WHAT THE TASK REQUIRES: Wherever the word "EmployeeWeeklyShift" occurs in the listing, copy the whole line.

++++ RECORDS FOR THE TASK

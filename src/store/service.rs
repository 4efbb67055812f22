//! Load → generate → save orchestration.

use std::collections::HashMap;
use std::sync::{Arc, Mutex, PoisonError};

use tracing::{info, instrument};

use super::{AssignmentSink, RosterSource};
use crate::error::{RosterError, RosterResult};
use crate::export::MonthGrid;
use crate::models::{
    previous_month, sort_roster, CoverageSettings, MonthSchedule, PreviousMonthState, VacationSet,
};
use crate::scheduler::{GenerationInput, GenerationOutput, RosterGenerator};
use crate::validation::validate_roster;

/// Generates and persists monthly rosters against a store.
///
/// Runs for the same month are serialized; runs for different months
/// proceed independently.
pub struct RosterService<S> {
    store: S,
    generator: RosterGenerator,
    month_locks: Mutex<HashMap<(i32, u32), Arc<Mutex<()>>>>,
}

impl<S> RosterService<S>
where
    S: RosterSource + AssignmentSink,
{
    pub fn new(store: S, generator: RosterGenerator) -> Self {
        Self {
            store,
            generator,
            month_locks: Mutex::new(HashMap::new()),
        }
    }

    /// The underlying store.
    pub fn store(&self) -> &S {
        &self.store
    }

    /// Loads everything the generator needs for `year`-`month`.
    ///
    /// # Errors
    /// [`RosterError::Validation`] if the stored roster has duplicate or
    /// blank identities; any store failure as-is.
    pub fn load_input(&self, year: i32, month: u32) -> RosterResult<GenerationInput> {
        // Sources promise name order; re-sort so generation never depends on it.
        let mut employees = self.store.employees()?;
        sort_roster(&mut employees);
        validate_roster(&employees).map_err(RosterError::Validation)?;

        let coverage = CoverageSettings::from_raw(&self.store.settings()?);
        let vacations = VacationSet::from_requests(&self.store.requests(year, month)?);

        let (prev_year, prev_month) = previous_month(year, month);
        let previous = PreviousMonthState::from_rows(
            &self.store.assignments(prev_year, prev_month)?,
            self.generator.partitioner(),
        );

        Ok(GenerationInput::new(year, month)
            .with_employees(employees)
            .with_coverage(coverage)
            .with_vacations(vacations)
            .with_previous(previous))
    }

    /// Generates `year`-`month` and replaces its stored rows.
    #[instrument(skip(self))]
    pub fn generate_month(&self, year: i32, month: u32) -> RosterResult<GenerationOutput> {
        let lock = self.month_lock(year, month);
        let result = {
            let _guard = lock.lock().unwrap_or_else(PoisonError::into_inner);
            self.generate_locked(year, month)
        };
        self.release_month_lock(year, month, lock);
        result
    }

    fn generate_locked(&self, year: i32, month: u32) -> RosterResult<GenerationOutput> {
        let input = self.load_input(year, month)?;
        let output = self.generator.generate(&input)?;
        let written = self
            .store
            .replace_month(year, month, &output.schedule.rows)?;

        info!(rows = written, "roster saved");
        Ok(output)
    }

    /// Renders the stored rows of `year`-`month` as an export grid.
    pub fn export_month(&self, year: i32, month: u32) -> RosterResult<MonthGrid> {
        let mut employees = self.store.employees()?;
        sort_roster(&mut employees);

        let mut schedule = MonthSchedule::new(year, month);
        schedule.rows = self.store.assignments(year, month)?;

        Ok(MonthGrid::from_schedule(
            &schedule,
            &employees,
            self.generator.config().relief_employee.as_deref(),
        ))
    }

    fn month_lock(&self, year: i32, month: u32) -> Arc<Mutex<()>> {
        let mut locks = self
            .month_locks
            .lock()
            .unwrap_or_else(PoisonError::into_inner);
        Arc::clone(locks.entry((year, month)).or_default())
    }

    /// Drops the map entry once no other run holds or awaits the lock.
    fn release_month_lock(&self, year: i32, month: u32, lock: Arc<Mutex<()>>) {
        let mut locks = self
            .month_locks
            .lock()
            .unwrap_or_else(PoisonError::into_inner);
        drop(lock);
        let idle = locks
            .get(&(year, month))
            .is_some_and(|held| Arc::strong_count(held) == 1);
        if idle {
            locks.remove(&(year, month));
        }
    }
}
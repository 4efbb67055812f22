//! Employee model.
//!
//! Employees are read-only to the generator. Roster order (the order of
//! the slice handed to the generator) drives every deterministic
//! tie-break, so callers must supply a stable, total order.

use chrono::Weekday;
use serde::{Deserialize, Serialize};

use super::{EmploymentType, Shift};

/// A call-center employee.
#[derive(Debug, Clone, PartialEq, Serialize, Deserialize)]
pub struct Employee {
    /// Opaque identifier.
    pub id: String,
    /// Display name.
    pub name: String,
    /// Optional short code shown in exports.
    pub short_code: Option<String>,
    /// Employment category (selects the symbol pair).
    pub employment_type: EmploymentType,
    /// Shifts this employee may work. `None` = unrestricted.
    pub allowed_shifts: Option<Vec<Shift>>,
    /// Weekdays the employee prefers to rest on.
    pub preferred_days_off: Vec<Weekday>,
}

impl Employee {
    /// Creates a full-time employee.
    pub fn new(id: impl Into<String>, name: impl Into<String>) -> Self {
        Self {
            id: id.into(),
            name: name.into(),
            short_code: None,
            employment_type: EmploymentType::FullTime,
            allowed_shifts: None,
            preferred_days_off: Vec::new(),
        }
    }

    /// Creates a part-time employee.
    pub fn part_time(id: impl Into<String>, name: impl Into<String>) -> Self {
        Self::new(id, name).with_employment_type(EmploymentType::PartTime)
    }

    /// Sets the short code.
    pub fn with_short_code(mut self, code: impl Into<String>) -> Self {
        self.short_code = Some(code.into());
        self
    }

    /// Sets the employment category.
    pub fn with_employment_type(mut self, employment_type: EmploymentType) -> Self {
        self.employment_type = employment_type;
        self
    }

    /// Restricts the shifts this employee may work.
    pub fn with_allowed_shifts(mut self, shifts: Vec<Shift>) -> Self {
        self.allowed_shifts = Some(shifts);
        self
    }

    /// Adds a preferred rest day.
    pub fn with_preferred_day_off(mut self, day: Weekday) -> Self {
        if !self.preferred_days_off.contains(&day) {
            self.preferred_days_off.push(day);
        }
        self
    }

    /// Whether the employee may work `shift`.
    pub fn allows(&self, shift: Shift) -> bool {
        match &self.allowed_shifts {
            None => true,
            Some(shifts) => shifts.contains(&shift),
        }
    }

    /// Whether `day` is one of the employee's preferred rest days.
    pub fn prefers_off(&self, day: Weekday) -> bool {
        self.preferred_days_off.contains(&day)
    }
}

/// Sorts a roster by display name, then id, producing the stable total
/// order the generator expects.
pub fn sort_roster(employees: &mut [Employee]) {
    employees.sort_by(|a, b| a.name.cmp(&b.name).then_with(|| a.id.cmp(&b.id)));
}

#[cfg(test)]
mod tests {
    use super::*;

    #[test]
    fn test_employee_builder() {
        let e = Employee::new("E1", "Amal")
            .with_short_code("AM")
            .with_allowed_shifts(vec![Shift::Morning])
            .with_preferred_day_off(Weekday::Sat)
            .with_preferred_day_off(Weekday::Sat);

        assert_eq!(e.id, "E1");
        assert_eq!(e.short_code.as_deref(), Some("AM"));
        assert_eq!(e.employment_type, EmploymentType::FullTime);
        assert!(e.allows(Shift::Morning));
        assert!(!e.allows(Shift::Evening));
        assert_eq!(e.preferred_days_off, vec![Weekday::Sat]);
        assert!(e.prefers_off(Weekday::Sat));
    }

    #[test]
    fn test_unrestricted_by_default() {
        let e = Employee::part_time("E2", "Badr");
        assert_eq!(e.employment_type, EmploymentType::PartTime);
        assert!(e.allows(Shift::Morning));
        assert!(e.allows(Shift::Evening));
    }

    #[test]
    fn test_sort_roster() {
        let mut roster = vec![
            Employee::new("3", "Zaid"),
            Employee::new("2", "Amal"),
            Employee::new("1", "Amal"),
        ];
        sort_roster(&mut roster);
        let ids: Vec<&str> = roster.iter().map(|e| e.id.as_str()).collect();
        assert_eq!(ids, vec!["1", "2", "3"]);
    }
}
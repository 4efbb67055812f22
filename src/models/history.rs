//! Previous-month tail state.
//!
//! For each employee, the last working shift of the prior month and the
//! week it was worked in. Rest symbols (`O`, `V`) and the export-only
//! relief symbol are skipped while scanning backward, so the tail week can
//! be earlier than the month's last week (a month ending on a Saturday
//! always rests everyone that day).

use std::collections::HashMap;

use super::{DailyAssignmentRow, Shift, WeekIndex, WeekPartitioner};

/// An employee's last known working shift.
#[derive(Debug, Clone, Copy, PartialEq, Eq)]
pub struct TailShift {
    pub shift: Shift,
    /// Week the shift was worked in. `None` = assumed to be the previous
    /// month's last week.
    pub week: Option<WeekIndex>,
}

impl TailShift {
    /// Shift this employee should work in `week` to keep strict weekly
    /// alternation with the tail.
    ///
    /// Without a recorded week, `same_week_as_prev` decides: keep when the
    /// target week continues the previous month's last week, flip otherwise.
    pub fn shift_in(&self, week: WeekIndex, same_week_as_prev: bool) -> Shift {
        let keep = match self.week {
            Some(tail_week) => (week.0 - tail_week.0).rem_euclid(2) == 0,
            None => same_week_as_prev,
        };
        if keep {
            self.shift
        } else {
            self.shift.flipped()
        }
    }
}

/// Employee id → last working shift of the previous month.
#[derive(Debug, Clone, Default, PartialEq, Eq)]
pub struct PreviousMonthState {
    tails: HashMap<String, TailShift>,
}

impl PreviousMonthState {
    /// Creates an empty state (no history).
    pub fn new() -> Self {
        Self::default()
    }

    /// Derives the tail state from the previous month's rows.
    pub fn from_rows(rows: &[DailyAssignmentRow], partitioner: &WeekPartitioner) -> Self {
        let mut ordered: Vec<&DailyAssignmentRow> = rows.iter().collect();
        // Latest date first; stable, so ties keep input order.
        ordered.sort_by(|a, b| b.date.cmp(&a.date));

        let mut tails = HashMap::new();
        for row in ordered {
            if let Some(shift) = row.symbol.shift() {
                tails.entry(row.employee_id.clone()).or_insert(TailShift {
                    shift,
                    week: Some(partitioner.week_index(row.date)),
                });
            }
        }
        Self { tails }
    }

    /// Records a tail shift assumed to lie in the previous month's last week.
    pub fn with_shift(mut self, employee_id: impl Into<String>, shift: Shift) -> Self {
        self.tails
            .insert(employee_id.into(), TailShift { shift, week: None });
        self
    }

    /// Records a tail shift worked in a known week.
    pub fn with_shift_in_week(
        mut self,
        employee_id: impl Into<String>,
        shift: Shift,
        week: WeekIndex,
    ) -> Self {
        self.tails.insert(
            employee_id.into(),
            TailShift {
                shift,
                week: Some(week),
            },
        );
        self
    }

    /// Last known shift of an employee.
    pub fn shift_of(&self, employee_id: &str) -> Option<Shift> {
        self.tails.get(employee_id).map(|t| t.shift)
    }

    /// Full tail record of an employee.
    pub fn tail_of(&self, employee_id: &str) -> Option<TailShift> {
        self.tails.get(employee_id).copied()
    }

    /// Whether no employee has history.
    pub fn is_empty(&self) -> bool {
        self.tails.is_empty()
    }

    /// Number of employees with history.
    pub fn len(&self) -> usize {
        self.tails.len()
    }
}

impl FromIterator<(String, Shift)> for PreviousMonthState {
    fn from_iter<I: IntoIterator<Item = (String, Shift)>>(iter: I) -> Self {
        Self {
            tails: iter
                .into_iter()
                .map(|(id, shift)| (id, TailShift { shift, week: None }))
                .collect(),
        }
    }
}

#[cfg(test)]
mod tests {
    use super::*;
    use crate::models::ShiftSymbol;
    use chrono::NaiveDate;

    fn row(id: &str, day: u32, symbol: ShiftSymbol) -> DailyAssignmentRow {
        DailyAssignmentRow::new(id, NaiveDate::from_ymd_opt(2024, 5, day).unwrap(), symbol)
    }

    #[test]
    fn test_latest_working_shift_wins() {
        let rows = vec![
            row("E1", 29, ShiftSymbol::MorningFullTime),
            row("E1", 31, ShiftSymbol::Off),
            row("E1", 30, ShiftSymbol::Vacation),
            row("E2", 30, ShiftSymbol::MorningPartTime),
            row("E2", 31, ShiftSymbol::EveningPartTime),
        ];
        let p = WeekPartitioner::default();
        let state = PreviousMonthState::from_rows(&rows, &p);
        assert_eq!(state.shift_of("E1"), Some(Shift::Morning));
        assert_eq!(state.shift_of("E2"), Some(Shift::Evening));
        assert_eq!(state.len(), 2);

        let tail = state.tail_of("E1").unwrap();
        let may_29 = NaiveDate::from_ymd_opt(2024, 5, 29).unwrap();
        assert_eq!(tail.week, Some(p.week_index(may_29)));
    }

    #[test]
    fn test_rest_only_history_is_absent() {
        let rows = vec![
            row("E1", 30, ShiftSymbol::Off),
            row("E1", 31, ShiftSymbol::Relief),
        ];
        let state = PreviousMonthState::from_rows(&rows, &WeekPartitioner::default());
        assert_eq!(state.shift_of("E1"), None);
        assert!(state.is_empty());
    }

    #[test]
    fn test_shift_in_follows_week_parity() {
        let tail = TailShift {
            shift: Shift::Morning,
            week: Some(WeekIndex(10)),
        };
        // The calendar flag is ignored once the tail week is known.
        assert_eq!(tail.shift_in(WeekIndex(10), false), Shift::Morning);
        assert_eq!(tail.shift_in(WeekIndex(11), true), Shift::Evening);
        assert_eq!(tail.shift_in(WeekIndex(12), false), Shift::Morning);
    }

    #[test]
    fn test_shift_in_without_week_uses_calendar_flag() {
        let tail = TailShift {
            shift: Shift::Evening,
            week: None,
        };
        assert_eq!(tail.shift_in(WeekIndex(5), true), Shift::Evening);
        assert_eq!(tail.shift_in(WeekIndex(5), false), Shift::Morning);
    }
}
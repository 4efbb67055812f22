//! Weekly shift assignment.
//!
//! # Algorithm
//!
//! 1. Base shift for the month's first week:
//!    - With history: keep the tail shift if the first week *is* the
//!      previous month's last week, otherwise flip it.
//!    - Without history: fill Morning in roster order until the Morning
//!      target is reached, counting employees already seeded Morning from
//!      history; everyone after that starts on Evening.
//! 2. Week at position `k` gets the base shift when `k` is even and the
//!    flipped shift when `k` is odd.
//!
//! Coverage targets are not enforced after the first week; the weekly
//! shift never changes mid-week.

use std::collections::{BTreeMap, HashMap};

use serde::Serialize;
use tracing::debug;

use crate::models::{CoverageSettings, Employee, PreviousMonthState, Shift, WeekIndex};

/// Per-employee, per-week base shift.
#[derive(Debug, Clone, Default, PartialEq, Eq)]
pub struct EmployeeWeeklyShift {
    by_employee: HashMap<String, BTreeMap<WeekIndex, Shift>>,
}

impl EmployeeWeeklyShift {
    /// Creates an empty map.
    pub fn new() -> Self {
        Self::default()
    }

    /// Records the shift of `employee_id` in `week`.
    pub fn insert(&mut self, employee_id: &str, week: WeekIndex, shift: Shift) {
        self.by_employee
            .entry(employee_id.to_string())
            .or_default()
            .insert(week, shift);
    }

    /// Shift of `employee_id` in `week`.
    pub fn get(&self, employee_id: &str, week: WeekIndex) -> Option<Shift> {
        self.by_employee
            .get(employee_id)
            .and_then(|weeks| weeks.get(&week))
            .copied()
    }

    /// An employee's shifts ordered by week.
    pub fn weeks_of(&self, employee_id: &str) -> Vec<(WeekIndex, Shift)> {
        self.by_employee
            .get(employee_id)
            .map(|weeks| weeks.iter().map(|(&w, &s)| (w, s)).collect())
            .unwrap_or_default()
    }

    /// Number of employees with at least one week assigned.
    pub fn employee_count(&self) -> usize {
        self.by_employee.len()
    }

    pub fn is_empty(&self) -> bool {
        self.by_employee.is_empty()
    }
}

/// Morning/Evening headcount for one week.
#[derive(Debug, Clone, Copy, PartialEq, Eq, Serialize)]
#[serde(rename_all = "camelCase")]
pub struct ShiftCounts {
    pub week: WeekIndex,
    pub morning: usize,
    pub evening: usize,
}

/// Output of [`assign_weekly_shifts`].
#[derive(Debug, Clone, Default)]
pub struct WeeklyShiftPlan {
    pub shifts: EmployeeWeeklyShift,
    /// One entry per week, in week order.
    pub counts: Vec<ShiftCounts>,
}

/// Determines every employee's shift for `first_week`.
///
/// Tails with a recorded week alternate from that week, so a tail found
/// two weeks back keeps its shift. Returns base shifts in roster order.
pub fn base_shifts(
    employees: &[Employee],
    previous: &PreviousMonthState,
    coverage: CoverageSettings,
    first_week: WeekIndex,
    same_week_as_prev: bool,
) -> Vec<Shift> {
    let seeded: Vec<Option<Shift>> = employees
        .iter()
        .map(|e| {
            previous
                .tail_of(&e.id)
                .map(|tail| tail.shift_in(first_week, same_week_as_prev))
        })
        .collect();

    let mut morning_taken = seeded
        .iter()
        .filter(|s| **s == Some(Shift::Morning))
        .count();

    seeded
        .into_iter()
        .map(|seed| {
            seed.unwrap_or_else(|| {
                if morning_taken < coverage.coverage_morning {
                    morning_taken += 1;
                    Shift::Morning
                } else {
                    Shift::Evening
                }
            })
        })
        .collect()
}

/// Assigns each employee a shift for every week of the month.
///
/// `weeks` must be the month's week indices in ascending order.
pub fn assign_weekly_shifts(
    employees: &[Employee],
    previous: &PreviousMonthState,
    coverage: CoverageSettings,
    weeks: &[WeekIndex],
    same_week_as_prev: bool,
) -> WeeklyShiftPlan {
    let mut plan = WeeklyShiftPlan::default();
    let Some(&first_week) = weeks.first() else {
        return plan;
    };
    let bases = base_shifts(employees, previous, coverage, first_week, same_week_as_prev);

    for (k, &week) in weeks.iter().enumerate() {
        let mut counts = ShiftCounts {
            week,
            morning: 0,
            evening: 0,
        };

        for (employee, &base) in employees.iter().zip(&bases) {
            let shift = if k % 2 == 0 { base } else { base.flipped() };
            plan.shifts.insert(&employee.id, week, shift);
            match shift {
                Shift::Morning => counts.morning += 1,
                Shift::Evening => counts.evening += 1,
            }
        }

        debug!(
            week = week.0,
            position = k,
            morning = counts.morning,
            evening = counts.evening,
            target_morning = coverage.coverage_morning,
            target_evening = coverage.coverage_evening,
            "weekly shift counts"
        );
        plan.counts.push(counts);
    }

    plan
}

++++++++

RESULT BELOW:
pub struct EmployeeWeeklyShift {
impl EmployeeWeeklyShift {
    pub shifts: EmployeeWeeklyShift,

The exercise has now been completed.